This article shows how to find difference from a specific value to other values in a Pivot Table. % Difference From is a very powerful way to understand your data more closely.
Try it out…
Estimated reading time 14 min
Contents
Recap
We are exploring the built-in capabilities of Pivot Tables. We saw how data can be converted to percentages and it can be shown in different ways. We also explored multi-level percentages using % of parent row total options.
Read these two articles to understand the background and maintain continuity:
Adding formulas OUTSIDE Pivot Tables = Inefficiency
Pivot Table – Show Values As – Part 2
Download Sample File
Download this file and follow along …
Changing the comparison benchmark
Till now, everything was compared to some kind of grand total – either for rows or columns or the whole data.
Now it is time to forget about the grand total and compare the data within itself.
Here is the base Pivot Table – Create a Pivot Table from the sample file.
Drag Amount in Data area and Segment in Row area. Drag and drop Amount AGAIN in the column area. Right click in it – Show Values as – % of column total.
In the third column, each value is the contribution to the grand total.
Now we want to forget about the grand total and compare various segments to each other.
For example, let us take Healthcare as the base business (because that is our core strength or we started that business first or because we have maximum sales force in healthcare – or for some other reason)
From column 2, we can see that Healthcare contribution is lesser than Airlines contribution.
Airlines contribution – Healthcare contribution = Difference
1288440 – 1040086 = 248354
From column 3, the percentage difference in overall contribution is
14.82 % – 11.96% = 2.86%
But these percentages are misleading because the contribution numbers are not dependent on Airlines and Healthcare numbers alone. Those depend on all other numbers as well. This is preventing us from comparing Airline with Healthcare.

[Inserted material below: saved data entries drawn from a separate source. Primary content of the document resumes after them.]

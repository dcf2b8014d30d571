//! AtlasLayout - atlas dimensions and the layout version.
//!
//! ```text
//!   radiance atlas: W = Nx * Nz * S    H = Ny * levels * S
//!   scalar atlases: W = Nx * Nz        H = Ny * levels
//! ```

use glam::{UVec2, UVec3};

use crate::config::ClipmapConfig;
use crate::error::LayoutError;

/// Shape of every probe atlas for one layout version.
#[derive(Clone, Copy, Debug, PartialEq, Eq, Hash)]
pub struct AtlasLayout {
	pub resolution: UVec3,
	pub tile_size: u32,
	pub levels: u32,
	/// Bumped on every change that moves texels; addressing derived from an
	/// older version is stale.
	pub version: u32,
}

impl AtlasLayout {
	pub fn new(resolution: UVec3, tile_size: u32, levels: u32, version: u32) -> Self {
		Self {
			resolution,
			tile_size,
			levels,
			version,
		}
	}

	pub fn from_config(config: &ClipmapConfig, version: u32) -> Self {
		Self::new(config.resolution_vec(), config.oct_tile_size, config.levels, version)
	}

	/// Radiance atlas size in texels.
	#[inline]
	pub fn radiance_size(&self) -> UVec2 {
		self.scalar_size() * self.tile_size
	}

	/// Size of each scalar atlas (one texel per probe).
	#[inline]
	pub fn scalar_size(&self) -> UVec2 {
		let r = self.resolution;
		UVec2::new(r.x * r.z, r.y * self.levels)
	}

	/// Probes across all levels.
	#[inline]
	pub fn probe_count(&self) -> usize {
		self.resolution.element_product() as usize * self.levels as usize
	}

	/// Fail if addressing was derived from another layout version.
	#[inline]
	pub fn check_version(&self, held: u32) -> Result<(), LayoutError> {
		if held == self.version {
			Ok(())
		} else {
			Err(LayoutError::Stale {
				held,
				current: self.version,
			})
		}
	}

	/// Fail if a storage index or level is outside this layout.
	#[inline]
	pub fn check_slot(&self, storage: UVec3, level: u32) -> Result<(), LayoutError> {
		if level < self.levels && storage.cmplt(self.resolution).all() {
			Ok(())
		} else {
			Err(LayoutError::OutOfBounds {
				index: storage.to_array(),
				level,
				resolution: self.resolution.to_array(),
				levels: self.levels,
			})
		}
	}
}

How much bigger is the Airlines business compared to Healthcare business?
That is the question we want to answer.
This answer does not depend upon grand total. It depends only on the actual difference between the two values – which is 248354 as we just saw.
This calculation will need to be done for all segments Government – Healthcare, BPO – Healthcare and so on. Lot of manual work. But if done, it is useful.
That is why Pivot Table provides a very useful option called Difference From…
Add amount column again in between the second and third column. Now first two columns show raw amount totals for each segment.
Now click in the cell of second column – healthcare because we want that to be our base value – our comparison benchmark. Now right click there and choose Show Values As – Difference From…
A dialog will appear asking you “difference from what?”. It will show the Field as Segment and Item as Healthcare – which is what we want. So click Ok.
Now we get to see a totally different picture about the SAME data in column 2.
Pivot Table took the value of each segment and subtracted the Healthcare value from it. The difference is shown. Very nice. But it is a bit confusing because these are again long numbers.
Interpreting is always easier with percentages rather than actual values. So how do we show this data as percentage? Notice that in column 2, there is no Grand Total because we are NOT trying to total anything here.
What if we take the value of Healthcare as 100% and recalculate all other values accordingly? That is called % Of… Try it and you get this.
Much better to interpret. Mathematically correct, but practically misleading.
Is Airlines business 123.88 % bigger than Healthcare? No. Let us find out.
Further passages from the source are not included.